I'd sell a car to a friend in a minute. And I'd be a little miffed if a friend traded in a car I wanted to buy for less money then I'd offered.

I'd just make sure I did the reverse sales job on the car: tell him all the faults, emphasize the age (and that anything could go wrong), and be brutally honest with my concerns. And make sure I didn't hide anything from him and explicitly tell him I can't promise it won't break down as he leaves my drive. I'd also sell for the least amount I was willing to accept. But if he's willing to take that risk, and I'm no worse off, why wouldn't I let him buy it? 

I did sell a motorcycle to a friend. It was a bit of a beater and ended up having some problems (though nothing too severe or unexpected). He was fine with the buy. (His mother wasn't so pleased ).


----------



## carverman (Nov 8, 2010)

Charlie said:


> I'd sell a car to a friend in a minute. And I'd be a little miffed if a friend traded in a car I wanted to buy for less money then I'd offered.


+1



> I'd just make sure I did the reverse sales job on the car: tell him all the faults, emphasize the age (*and that anything could go wrong*), and be brutally honest with my concerns.


Obviously, you are not a car salesman. 

You really don't need to do a "reverse sales job", but you should be honest with the buyer and if you, (like me), keep a maintenance record of maintenance, (oil
changes), tires, brakes and any other parts you have had to put in, it makes it a lot easier to sell, because the buyer feels that you are a responsible owner, not one that will just drive a vehicle into the ground and ignore
all warning signs...however..

telling him the worst case that might happen is not a good idea IMO); 
ie: the transmission might fall apart on you..but I'm not responsible for that you understand" 

or even...

"It's got these factory sealed ball joints and they have never been lubricated, so the front wheels could fall off someday on you and you might lose control and get into
an accident and even get killed, when you are driving it"

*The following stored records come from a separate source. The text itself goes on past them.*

pub mod toml_config;

#[cfg(feature = "cli")]
use crate::core::met::SyntheticMetSampler;
#[cfg(feature = "cli")]
use crate::core::report::ReportFormat;
#[cfg(feature = "cli")]
use crate::domain::model::{CandidateSource, FlightContext, RouteRegion, Waypoint};
#[cfg(feature = "cli")]
use crate::utils::error::{DiversionError, Result};
#[cfg(feature = "cli")]
use crate::utils::validation::{
    validate_latitude, validate_longitude, validate_non_empty_string, validate_non_negative,
    validate_range, Validate,
};
#[cfg(feature = "cli")]
use clap::Parser;

#[cfg(feature = "cli")]
#[derive(Debug, Clone, Parser)]
#[command(name = "diversion-engine")]
#[command(about = "Pick the best diversion alternate for one flight")]
pub struct CliConfig {
    #[arg(long, default_value = "A320")]
    pub aircraft_type: String,

    /// Current latitude in degrees (south negative)
    #[arg(long, allow_hyphen_values = true)]
    pub lat: f64,

    /// Current longitude in degrees (west negative)
    #[arg(long, allow_hyphen_values = true)]
    pub lon: f64,

    #[arg(long)]
    pub fuel_kg: f64,

    /// Regional candidate list
    #[arg(long, value_enum)]
    pub region: Option<RouteRegion>,

    /// Explicit alternate as NAME:LAT:LON, repeatable
    #[arg(long = "alternate", value_parser = parse_alternate, allow_hyphen_values = true)]
    pub alternates: Vec<Waypoint>,

    #[arg(long, default_value = "270", allow_hyphen_values = true)]
    pub wind_dir: f64,

    #[arg(long, default_value = "0")]
    pub wind_speed: f64,

    #[arg(long, default_value = "0", allow_hyphen_values = true)]
    pub isa_dev: f64,

    /// Disable position-derived weather perturbation
    #[arg(long)]
    pub steady: bool,

    #[arg(long, value_enum, default_value = "text")]
    pub format: ReportFormat,

    #[arg(long, help = "Enable verbose output")]
    pub verbose: bool,
}

#[cfg(feature = "cli")]
impl CliConfig {
    pub fn met_sampler(&self) -> SyntheticMetSampler {
        if self.steady {
            SyntheticMetSampler::steady(self.wind_dir, self.wind_speed, self.isa_dev)
        } else {
            SyntheticMetSampler::new(self.wind_dir, self.wind_speed, self.isa_dev)
        }
    }

    pub fn candidates(&self) -> Result<CandidateSource> {
        match (self.region, self.alternates.is_empty()) {
            (Some(_), false) => Err(DiversionError::ConfigValidationError {
                field: "region".to_string(),
                message: "Use either --region or --alternate, not both".to_string(),
            }),
            (Some(region), true) => Ok(CandidateSource::Region(region)),
            (None, false) => Ok(CandidateSource::Explicit(self.alternates.clone())),
            (None, true) => Err(DiversionError::NoAlternatesAvailable),
        }
    }

    pub fn flight_context(&self) -> Result<FlightContext> {
        Ok(FlightContext {
            flight_id: "cli".to_string(),
            aircraft_type: self.aircraft_type.clone(),
            latitude_deg: self.lat,
            longitude_deg: self.lon,
            fuel_on_board_kg: self.fuel_kg,
            candidates: self.candidates()?,
        })
    }
}

#[cfg(feature = "cli")]
impl Validate for CliConfig {
    fn validate(&self) -> Result<()> {
        validate_non_empty_string("aircraft_type", &self.aircraft_type)?;
        validate_latitude("lat", self.lat)?;
        validate_longitude("lon", self.lon)?;
        validate_non_negative("fuel_kg", self.fuel_kg)?;
        validate_range("wind_dir", self.wind_dir, 0.0, 360.0)?;
        validate_non_negative("wind_speed", self.wind_speed)?;
        validate_range("isa_dev", self.isa_dev, -60.0, 60.0)?;
        self.candidates().map(|_| ())
    }
}

/// 解析 NAME:LAT:LON
#[cfg(feature = "cli")]
pub fn parse_alternate(value: &str) -> std::result::Result<Waypoint, String> {
    let parts: Vec<&str> = value.split(':').collect();
    if parts.len() != 3 {
        return Err(format!("expected NAME:LAT:LON, got '{}'", value));
    }
    let lat: f64 = parts[1]
        .trim()
        .parse()
        .map_err(|e| format!("bad latitude '{}': {}", parts[1], e))?;
    let lon: f64 = parts[2]
        .trim()
        .parse()
        .map_err(|e| format!("bad longitude '{}': {}", parts[2], e))?;
    Waypoint::new(parts[0].trim(), lat, lon).map_err(|e| e.to_string())
}

#[cfg(all(test, feature = "cli"))]
mod tests {
    use super::*;

    #[test]
    fn test_parse_alternate() {
        let wp = parse_alternate("BIKF:64.13:-21.94").unwrap();
        assert_eq!(wp.name, "BIKF");
        assert_eq!(wp.longitude_deg, -21.94);
        assert!(parse_alternate("BIKF:64.13").is_err());
        assert!(parse_alternate("BIKF:north:-21.94").is_err());
        assert!(parse_alternate("BIKF:99:-21.94").is_err());
    }

    #[test]
    fn test_cli_parsing_with_region() {
        let config = CliConfig::parse_from([
            "diversion-engine",
            "--aircraft-type",
            "B77W",
            "--lat",
            "54.0",
            "--lon",
            "-30.0",
            "--fuel-kg",
            "20000",
            "--region",
            "transatlantic",
            "--wind-speed",
            "30",
            "--steady",
        ]);
        assert!(config.validate().is_ok());
        assert_eq!(config.candidates().unwrap(), CandidateSource::Region(RouteRegion::NorthAtlantic));
        assert_eq!(config.format, ReportFormat::Text);
        assert_eq!(config.met_sampler().variability, 0.0);
    }

    #[test]
    fn test_cli_requires_candidates() {
        let config = CliConfig::parse_from([
            "diversion-engine",
            "--lat",
            "54.0",
            "--lon",
            "-30.0",
            "--fuel-kg",
            "20000",
        ]);
        assert!(matches!(
            config.validate(),
            Err(DiversionError::NoAlternatesAvailable)
        ));
    }

    #[test]
    fn test_cli_explicit_alternates() {
        let config = CliConfig::parse_from([
            "diversion-engine",
            "--lat",
            "54.0",
            "--lon",
            "-30.0",
            "--fuel-kg",
            "20000",
            "--alternate",
            "BIKF:64.13:-21.94",
            "--alternate",
            "CYQX:48.94:-54.57",
            "--format",
            "json",
        ]);
        assert!(config.validate().is_ok());
        let flight = config.flight_context().unwrap();
        match flight.candidates {
            CandidateSource::Explicit(list) => assert_eq!(list.len(), 2),
            other => panic!("unexpected candidates {:?}", other),
        }
    }
}
use clap::Parser;
use diversion_engine::core::report;
use diversion_engine::utils::error::ErrorSeverity;
use diversion_engine::utils::{logger, validation::Validate};
use diversion_engine::{CliConfig, DiversionEngine};

fn main() -> Result<(), Box<dyn std::error::Error>> {
    let config = CliConfig::parse();

    // 初始化日誌
    logger::init_cli_logger(config.verbose);

    tracing::info!("Starting diversion-engine CLI");
    tracing::debug!("CLI config: {:?}", config);

    if let Err(e) = config.validate() {
        tracing::error!("❌ Configuration validation failed: {}", e);
        tracing::error!("💡 Suggestion: {}", e.recovery_suggestion());
        eprintln!("❌ {}", e.user_friendly_message());
        std::process::exit(1);
    }

    let engine = DiversionEngine::default();
    let sampler = config.met_sampler();

    let outcome = config
        .flight_context()
        .and_then(|flight| engine.find_for_flight(&flight, &sampler))
        .and_then(|outcome| report::render(&outcome, config.format).map(|text| (outcome, text)));

    match outcome {
        Ok((outcome, text)) => {
            println!("{}", text);
            if outcome.is_fuel_critical() {
                tracing::warn!("🚨 Fuel-critical: no alternate reachable");
                // 燃油危急不是錯誤，但以退出碼提醒呼叫端
                std::process::exit(4);
            }
        }
        Err(e) => {
            tracing::error!(
                "❌ Diversion query failed: {} (Category: {:?}, Severity: {:?})",
                e,
                e.category(),
                e.severity()
            );
            tracing::error!("💡 Recovery suggestion: {}", e.recovery_suggestion());
            eprintln!("❌ {}", e.user_friendly_message());

            let exit_code = match e.severity() {
                ErrorSeverity::Low => 0,
                ErrorSeverity::Medium => 2,
                ErrorSeverity::High => 1,
                ErrorSeverity::Critical => 3,
            };
            if exit_code > 0 {
                std::process::exit(exit_code);
            }
        }
    }

    Ok(())
}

(as had happened in some cases)....
...is just not a good way to present your vehicle to a friend or any buyer for that matter. 




> And make sure I didn't hide anything from him and explicitly tell him *I can't promise it won't break down as he leaves my drive.* I'd also sell for the least amount I was willing to accept. But if he's willing to take that risk, and I'm no worse off, why wouldn't I let him buy it?


Well even if you were going to sell it to me..a total stranger..I wouldn't buy it from you IF you started to talk about it like that...let's face it, nothing is guaranteed from breakdown or failure at some point..why should a vehicle be any different..even new ones break down and have to be towed into the dealers for warranty repairs.


----------



## Larry6417 (Jan 27, 2010)

Perhaps the answer depends on how good a friend it is?


----------



## the-royal-mail (Dec 11, 2009)

It's interesting that the vast majority of poll responses say NO, it's not a good idea to sell to friends.

It is a good friend, someone I enjoy talking to and hanging out with. He has put a lot of effort into the friendship but I would hate for something awkard to ruin things. I think I'll keep the car (and the friendship) as is. I like the idea described above about a reverse sale to say what's wrong with the car. In this case the car is only 3 years old and has low mileage. I was thinking of offering a price somewhere between what the dealer would offer and what a comparable car would sell for on the private market. But I think I value this friendship more than the extra money.

Of course, it's already awkward because if I do decide to sell it after all, he will now be upset that I didn't offer to him.

Touchy situation!


----------